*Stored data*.
//! The single active transaction of a connector, and the auto-commit wrapper that
//! brackets mutating operations with begin/commit or rollback.

use crate::engine::{trace, OperationState};
use crate::errors::{translate, ConnectorError, Result};
use crate::model::TransactionId;
use crate::options::TransactionMode;
use crate::request::RequestBuilder;
use crate::transport::{HttpResponse, Transport};
use lazy_static::lazy_static;
use log::{debug, info, warn};
use regex::Regex;
use std::sync::{Arc, Mutex, MutexGuard, PoisonError};

const BEGIN_CONTEXT: &str = "beginning a transaction";

lazy_static! {
    // /response/tx/@txId, with tx the first child of response
    static ref TX_ID: Regex =
        Regex::new(r#"<response\b[^>]*>\s*<tx\b[^>]*?\btxId\s*=\s*["']([^"']*)["']"#).unwrap();
}

/// Continuation for callback-style operations; invoked exactly once.
pub type Done<T> = Box<dyn FnOnce(Result<T>) + Send + 'static>;

/// Work run inside [`TransactionCoordinator::run_auto_committed_async`]. Receives the
/// transaction to run under and how it is managed, and must call the continuation once.
pub type AsyncWork<T> = Box<dyn FnOnce(TransactionId, TransactionMode, Done<T>) + Send + 'static>;

/// How a transaction ends.
#[derive(Debug, Clone, Copy, PartialEq, Eq)]
pub enum Ending {
    Commit,
    Rollback,
}

impl Ending {
    fn context(self) -> &'static str {
        match self {
            Ending::Commit => "committing a transaction",
            Ending::Rollback => "rolling back a transaction",
        }
    }
}

/// Extracts the transaction id from the XML body of a begin response.
pub fn parse_transaction_id(body: &[u8]) -> Result<TransactionId> {
    let text = String::from_utf8_lossy(body);
    match TX_ID.captures(&text).and_then(|c| c.get(1)) {
        Some(id) if !id.as_str().trim().is_empty() => Ok(TransactionId::new(id.as_str().trim())),
        _ => {
            debug!("begin response without a transaction id: {}", text.trim());
            Err(ConnectorError::BeginFailed)
        }
    }
}

/// Owns the active-transaction slot of one connector. The slot is only touched under
/// its mutex, and the mutex is never held across a request.
pub struct TransactionCoordinator {
    builder: RequestBuilder,
    transport: Arc<dyn Transport>,
    active: Mutex<Option<TransactionId>>,
}

impl TransactionCoordinator {
    pub fn new(builder: RequestBuilder, transport: Arc<dyn Transport>) -> Self {
        TransactionCoordinator {
            builder,
            transport,
            active: Mutex::new(None),
        }
    }

    pub fn builder(&self) -> &RequestBuilder {
        &self.builder
    }

    pub fn transport(&self) -> &Arc<dyn Transport> {
        &self.transport
    }

    fn slot(&self) -> MutexGuard<'_, Option<TransactionId>> {
        self.active.lock().unwrap_or_else(PoisonError::into_inner)
    }

    /// Snapshot of the active transaction id.
    pub fn active(&self) -> Option<TransactionId> {
        self.slot().clone()
    }

    fn ensure_idle(&self) -> Result<()> {
        match self.active() {
            Some(id) => Err(ConnectorError::TransactionState(format!(
                "cannot begin a transaction while transaction {id} is active"
            ))),
            None => Ok(()),
        }
    }

    fn require_active(&self, ending: Ending) -> Result<TransactionId> {
        self.active().ok_or_else(|| {
            ConnectorError::TransactionState(format!(
                "cannot end a transaction by {} when none is active",
                match ending {
                    Ending::Commit => "committing",
                    Ending::Rollback => "rolling back",
                }
            ))
        })
    }

    /// Installs `id` only if the slot is empty.
    fn install(&self, id: &TransactionId) -> bool {
        let mut slot = self.slot();
        if slot.is_some() {
            return false;
        }
        *slot = Some(id.clone());
        true
    }

    /// Clears the slot only if it still holds `id`.
    fn clear_if(&self, id: &TransactionId) -> bool {
        let mut slot = self.slot();
        if slot.as_ref() == Some(id) {
            *slot = None;
            true
        } else {
            false
        }
    }

    fn lost_race(id: &TransactionId) -> ConnectorError {
        ConnectorError::TransactionState(format!(
            "another transaction became active while transaction {id} was being created"
        ))
    }

    fn finish_begin(&self, outcome: anyhow::Result<HttpResponse>) -> Result<TransactionId> {
        let response = translate(BEGIN_CONTEXT, outcome)?;
        parse_transaction_id(&response.body)
    }

    fn finish_end(
        &self,
        id: &TransactionId,
        ending: Ending,
        outcome: anyhow::Result<HttpResponse>,
    ) -> Result<()> {
        if !self.clear_if(id) {
            debug!("transaction {id} was no longer the active one");
        }
        translate(ending.context(), outcome)?;
        info!(
            "transaction {id} {}",
            match ending {
                Ending::Commit => "committed",
                Ending::Rollback => "rolled back",
            }
        );
        Ok(())
    }

    /// Starts a transaction and makes it the active one.
    pub fn begin(&self) -> Result<TransactionId> {
        self.ensure_idle()?;
        let id = self.finish_begin(self.transport.send(self.builder.begin_transaction()))?;
        if self.install(&id) {
            info!("transaction {id} started");
            return Ok(id);
        }
        warn!("aborting transaction {id}: another transaction became active first");
        if let Err(e) = translate(
            Ending::Rollback.context(),
            self.transport.send(self.builder.rollback_transaction(&id)),
        ) {
            warn!("failed to abort transaction {id}: {e}");
        }
        Err(Self::lost_race(&id))
    }

    pub fn begin_async(self: &Arc<Self>, done: Done<TransactionId>) {
        if let Err(e) = self.ensure_idle() {
            return done(Err(e));
        }
        let this = Arc::clone(self);
        self.transport.send_async(
            self.builder.begin_transaction(),
            Box::new(move |outcome| {
                let id = match this.finish_begin(outcome) {
                    Ok(id) => id,
                    Err(e) => return done(Err(e)),
                };
                if this.install(&id) {
                    info!("transaction {id} started");
                    return done(Ok(id));
                }
                warn!("aborting transaction {id}: another transaction became active first");
                let request = this.builder.rollback_transaction(&id);
                this.transport.send_async(
                    request,
                    Box::new(move |outcome| {
                        if let Err(e) = translate(Ending::Rollback.context(), outcome) {
                            warn!("failed to abort transaction {id}: {e}");
                        }
                        done(Err(Self::lost_race(&id)))
                    }),
                );
            }),
        );
    }

    /// Ends `id`. The active slot is cleared if it still holds `id`, whatever the outcome.
    pub fn end(&self, id: &TransactionId, ending: Ending) -> Result<()> {
        let request = match ending {
            Ending::Commit => self.builder.commit_transaction(id),
            Ending::Rollback => self.builder.rollback_transaction(id),
        };
        self.finish_end(id, ending, self.transport.send(request))
    }

    pub fn end_async(self: &Arc<Self>, id: TransactionId, ending: Ending, done: Done<()>) {
        let request = match ending {
            Ending::Commit => self.builder.commit_transaction(&id),
            Ending::Rollback => self.builder.rollback_transaction(&id),
        };
        let this = Arc::clone(self);
        self.transport.send_async(
            request,
            Box::new(move |outcome| done(this.finish_end(&id, ending, outcome))),
        );
    }

    pub fn commit(&self) -> Result<()> {
        let id = self.require_active(Ending::Commit)?;
        self.end(&id, Ending::Commit)
    }

    pub fn rollback(&self) -> Result<()> {
        let id = self.require_active(Ending::Rollback)?;
        self.end(&id, Ending::Rollback)
    }

    pub fn commit_async(self: &Arc<Self>, done: Done<()>) {
        match self.require_active(Ending::Commit) {
            Ok(id) => self.end_async(id, Ending::Commit, done),
            Err(e) => done(Err(e)),
        }
    }

    pub fn rollback_async(self: &Arc<Self>, done: Done<()>) {
        match self.require_active(Ending::Rollback) {
            Ok(id) => self.end_async(id, Ending::Rollback, done),
            Err(e) => done(Err(e)),
        }
    }

    /// Runs `work` inside a transaction. An active transaction is joined and left
    /// alone. Otherwise one is started, committed when `work` succeeds and rolled
    /// back once when it fails; a failed rollback is logged and the original error
    /// is returned.
    pub fn run_auto_committed<T>(
        &self,
        operation: &str,
        work: impl FnOnce(&TransactionId, TransactionMode) -> Result<T>,
    ) -> Result<T> {
        trace(operation, OperationState::Idle);
        if let Some(id) = self.active() {
            trace(operation, OperationState::TransactionAcquired);
            return work(&id, TransactionMode::CallerManaged).inspect_err(|_| {
                trace(operation, OperationState::FailedNoCommit);
            });
        }

        let id = self.begin().inspect_err(|_| {
            trace(operation, OperationState::FailedNoCommit);
        })?;
        trace(operation, OperationState::TransactionAcquired);
        match work(&id, TransactionMode::AutoManaged) {
            Ok(value) => match self.end(&id, Ending::Commit) {
                Ok(()) => {
                    trace(operation, OperationState::Committed);
                    Ok(value)
                }
                Err(e) => {
                    trace(operation, OperationState::FailedNoCommit);
                    Err(ConnectorError::CommitFailed {
                        source: Box::new(e),
                    })
                }
            },
            Err(e) => {
                let rolled_back = self.end(&id, Ending::Rollback);
                self.report_rollback(operation, &id, rolled_back);
                Err(e)
            }
        }
    }

    /// Callback form of [`TransactionCoordinator::run_auto_committed`]. `done` runs
    /// after any commit or rollback has finished.
    pub fn run_auto_committed_async<T: Send + 'static>(
        self: &Arc<Self>,
        operation: &'static str,
        work: AsyncWork<T>,
        done: Done<T>,
    ) {
        trace(operation, OperationState::Idle);
        if let Some(id) = self.active() {
            trace(operation, OperationState::TransactionAcquired);
            return work(
                id,
                TransactionMode::CallerManaged,
                Box::new(move |result| {
                    if result.is_err() {
                        trace(operation, OperationState::FailedNoCommit);
                    }
                    done(result)
                }),
            );
        }

        let this = Arc::clone(self);
        self.begin_async(Box::new(move |begun| {
            let id = match begun {
                Ok(id) => id,
                Err(e) => {
                    trace(operation, OperationState::FailedNoCommit);
                    return done(Err(e));
                }
            };
            trace(operation, OperationState::TransactionAcquired);
            let tx = id.clone();
            work(
                id,
                TransactionMode::AutoManaged,
                Box::new(move |result| match result {
                    Ok(value) => this.end_async(
                        tx,
                        Ending::Commit,
                        Box::new(move |committed| match committed {
                            Ok(()) => {
                                trace(operation, OperationState::Committed);
                                done(Ok(value))
                            }
                            Err(e) => {
                                trace(operation, OperationState::FailedNoCommit);
                                done(Err(ConnectorError::CommitFailed {
                                    source: Box::new(e),
                                }))
                            }
                        }),
                    ),
                    Err(e) => {
                        let coordinator = Arc::clone(&this);
                        let id = tx.clone();
                        this.end_async(
                            tx,
                            Ending::Rollback,
                            Box::new(move |rolled_back| {
                                coordinator.report_rollback(operation, &id, rolled_back);
                                done(Err(e))
                            }),
                        )
                    }
                }),
            );
        }));
    }

    fn report_rollback(&self, operation: &str, id: &TransactionId, outcome: Result<()>) {
        match outcome {
            Ok(()) => trace(operation, OperationState::RolledBack),
            Err(e) => {
                warn!("{operation}: rollback of transaction {id} failed: {e}");
                trace(operation, OperationState::FailedNoCommit);
            }
        }
    }
}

*Task description*.
Of the entries listed above, reproduce only the lines starting at the line containing "pub type Done<T>" and ending at the line containing "a transaction ends.". Include both, exactly as they stand.

*Expected answer*.
pub type Done<T> = Box<dyn FnOnce(Result<T>) + Send + 'static>;

/// Work run inside [`TransactionCoordinator::run_auto_committed_async`]. Receives the
/// transaction to run under and how it is managed, and must call the continuation once.
pub type AsyncWork<T> = Box<dyn FnOnce(TransactionId, TransactionMode, Done<T>) + Send + 'static>;

/// How a transaction ends.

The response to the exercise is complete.